* [PROBLEM STATEMENT]:
Your task is to find every line in the records that holds the string "counted" and copy it.

* [GIVEN RECORDS]:

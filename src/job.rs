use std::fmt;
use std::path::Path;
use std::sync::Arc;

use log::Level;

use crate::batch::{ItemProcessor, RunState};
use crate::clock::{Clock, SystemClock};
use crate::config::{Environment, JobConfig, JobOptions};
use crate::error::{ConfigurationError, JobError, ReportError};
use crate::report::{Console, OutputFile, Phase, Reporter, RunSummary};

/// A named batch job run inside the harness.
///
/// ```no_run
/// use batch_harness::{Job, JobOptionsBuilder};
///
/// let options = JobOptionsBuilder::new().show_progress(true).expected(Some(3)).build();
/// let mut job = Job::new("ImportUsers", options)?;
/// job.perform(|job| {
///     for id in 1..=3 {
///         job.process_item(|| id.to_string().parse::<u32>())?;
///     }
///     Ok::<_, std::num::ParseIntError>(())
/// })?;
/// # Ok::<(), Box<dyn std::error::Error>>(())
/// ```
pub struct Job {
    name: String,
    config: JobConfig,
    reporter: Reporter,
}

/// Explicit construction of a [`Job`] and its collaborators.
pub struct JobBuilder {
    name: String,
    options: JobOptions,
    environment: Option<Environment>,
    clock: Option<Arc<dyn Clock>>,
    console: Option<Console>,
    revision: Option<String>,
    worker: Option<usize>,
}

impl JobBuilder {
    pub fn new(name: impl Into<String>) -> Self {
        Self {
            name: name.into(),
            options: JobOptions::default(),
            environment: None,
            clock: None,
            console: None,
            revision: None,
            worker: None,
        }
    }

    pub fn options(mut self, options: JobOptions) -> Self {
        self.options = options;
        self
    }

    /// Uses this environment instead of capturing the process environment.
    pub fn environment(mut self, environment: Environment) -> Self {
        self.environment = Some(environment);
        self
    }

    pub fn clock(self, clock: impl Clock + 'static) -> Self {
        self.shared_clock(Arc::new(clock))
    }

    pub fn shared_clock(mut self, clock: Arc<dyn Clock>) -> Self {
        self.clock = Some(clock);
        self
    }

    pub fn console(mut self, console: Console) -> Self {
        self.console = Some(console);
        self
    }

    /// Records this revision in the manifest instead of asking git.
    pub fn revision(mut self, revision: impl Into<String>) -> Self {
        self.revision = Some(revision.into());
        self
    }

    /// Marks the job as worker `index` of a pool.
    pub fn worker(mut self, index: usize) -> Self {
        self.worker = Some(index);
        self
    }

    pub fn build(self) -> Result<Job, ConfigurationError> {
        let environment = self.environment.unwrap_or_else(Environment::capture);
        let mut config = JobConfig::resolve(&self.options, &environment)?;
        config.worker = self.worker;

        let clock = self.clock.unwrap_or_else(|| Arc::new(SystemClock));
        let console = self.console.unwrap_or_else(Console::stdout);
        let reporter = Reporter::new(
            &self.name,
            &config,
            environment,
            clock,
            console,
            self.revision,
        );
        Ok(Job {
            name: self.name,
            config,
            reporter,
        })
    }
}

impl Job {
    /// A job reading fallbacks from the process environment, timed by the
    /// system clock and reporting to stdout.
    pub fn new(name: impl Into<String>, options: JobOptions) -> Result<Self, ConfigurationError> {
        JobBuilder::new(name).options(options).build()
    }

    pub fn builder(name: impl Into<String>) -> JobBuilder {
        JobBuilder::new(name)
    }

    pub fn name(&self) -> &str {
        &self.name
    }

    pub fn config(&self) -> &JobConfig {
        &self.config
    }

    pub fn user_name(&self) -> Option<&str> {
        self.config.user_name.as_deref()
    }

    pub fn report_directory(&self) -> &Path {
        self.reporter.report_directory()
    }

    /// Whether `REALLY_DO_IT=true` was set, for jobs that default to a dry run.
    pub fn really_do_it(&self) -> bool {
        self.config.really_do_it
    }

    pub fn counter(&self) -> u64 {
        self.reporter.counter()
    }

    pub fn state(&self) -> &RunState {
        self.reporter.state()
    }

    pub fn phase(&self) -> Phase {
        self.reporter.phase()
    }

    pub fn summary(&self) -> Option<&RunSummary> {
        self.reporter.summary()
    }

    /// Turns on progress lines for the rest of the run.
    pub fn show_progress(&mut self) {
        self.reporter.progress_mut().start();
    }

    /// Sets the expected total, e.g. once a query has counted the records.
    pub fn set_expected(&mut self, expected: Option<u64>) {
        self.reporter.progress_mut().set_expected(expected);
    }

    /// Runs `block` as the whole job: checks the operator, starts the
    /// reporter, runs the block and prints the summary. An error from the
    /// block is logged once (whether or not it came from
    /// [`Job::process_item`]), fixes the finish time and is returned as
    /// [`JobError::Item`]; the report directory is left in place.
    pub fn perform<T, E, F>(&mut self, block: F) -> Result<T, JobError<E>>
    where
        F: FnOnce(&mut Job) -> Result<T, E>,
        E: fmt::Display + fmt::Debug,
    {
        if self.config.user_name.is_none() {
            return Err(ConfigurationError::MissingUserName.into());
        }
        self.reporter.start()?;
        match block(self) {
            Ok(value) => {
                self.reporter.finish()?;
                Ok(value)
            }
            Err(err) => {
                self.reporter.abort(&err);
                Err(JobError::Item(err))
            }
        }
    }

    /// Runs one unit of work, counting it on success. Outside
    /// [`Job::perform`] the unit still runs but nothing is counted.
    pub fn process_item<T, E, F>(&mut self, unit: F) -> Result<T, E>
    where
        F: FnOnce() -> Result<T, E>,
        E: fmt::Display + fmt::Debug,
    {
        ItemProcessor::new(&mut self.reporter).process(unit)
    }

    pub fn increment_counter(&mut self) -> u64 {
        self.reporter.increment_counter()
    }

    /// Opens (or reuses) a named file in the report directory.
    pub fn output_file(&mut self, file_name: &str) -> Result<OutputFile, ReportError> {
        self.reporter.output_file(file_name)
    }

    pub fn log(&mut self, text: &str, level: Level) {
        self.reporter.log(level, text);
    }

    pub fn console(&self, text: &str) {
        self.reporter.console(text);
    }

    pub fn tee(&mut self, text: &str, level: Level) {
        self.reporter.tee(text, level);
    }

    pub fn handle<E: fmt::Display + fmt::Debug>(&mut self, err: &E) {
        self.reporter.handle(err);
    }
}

--

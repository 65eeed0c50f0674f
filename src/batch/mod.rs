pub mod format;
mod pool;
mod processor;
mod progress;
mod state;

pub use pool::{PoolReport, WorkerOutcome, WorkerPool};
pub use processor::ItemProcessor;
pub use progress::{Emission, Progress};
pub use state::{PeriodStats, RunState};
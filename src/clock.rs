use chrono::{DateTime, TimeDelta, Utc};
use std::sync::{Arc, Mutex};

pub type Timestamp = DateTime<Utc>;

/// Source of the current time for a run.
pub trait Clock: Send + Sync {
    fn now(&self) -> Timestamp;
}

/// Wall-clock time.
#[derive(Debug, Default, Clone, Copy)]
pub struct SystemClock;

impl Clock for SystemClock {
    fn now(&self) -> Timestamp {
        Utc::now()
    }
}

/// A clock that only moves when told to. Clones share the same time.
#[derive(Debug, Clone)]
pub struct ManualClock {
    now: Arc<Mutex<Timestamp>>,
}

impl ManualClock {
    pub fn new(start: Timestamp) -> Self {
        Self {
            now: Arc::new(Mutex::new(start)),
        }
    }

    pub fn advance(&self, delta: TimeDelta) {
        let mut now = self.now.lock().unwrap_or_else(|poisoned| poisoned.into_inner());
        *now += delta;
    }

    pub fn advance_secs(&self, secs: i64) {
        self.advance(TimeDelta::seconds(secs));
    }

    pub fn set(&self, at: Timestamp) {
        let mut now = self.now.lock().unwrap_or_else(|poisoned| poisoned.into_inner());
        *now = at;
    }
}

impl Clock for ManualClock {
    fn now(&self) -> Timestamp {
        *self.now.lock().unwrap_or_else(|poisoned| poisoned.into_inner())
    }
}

* [YOUR RESPONSE]:
    /// Sets the expected total, e.g. once a query has counted the records.
    /// [`Job::perform`] the unit still runs but nothing is counted.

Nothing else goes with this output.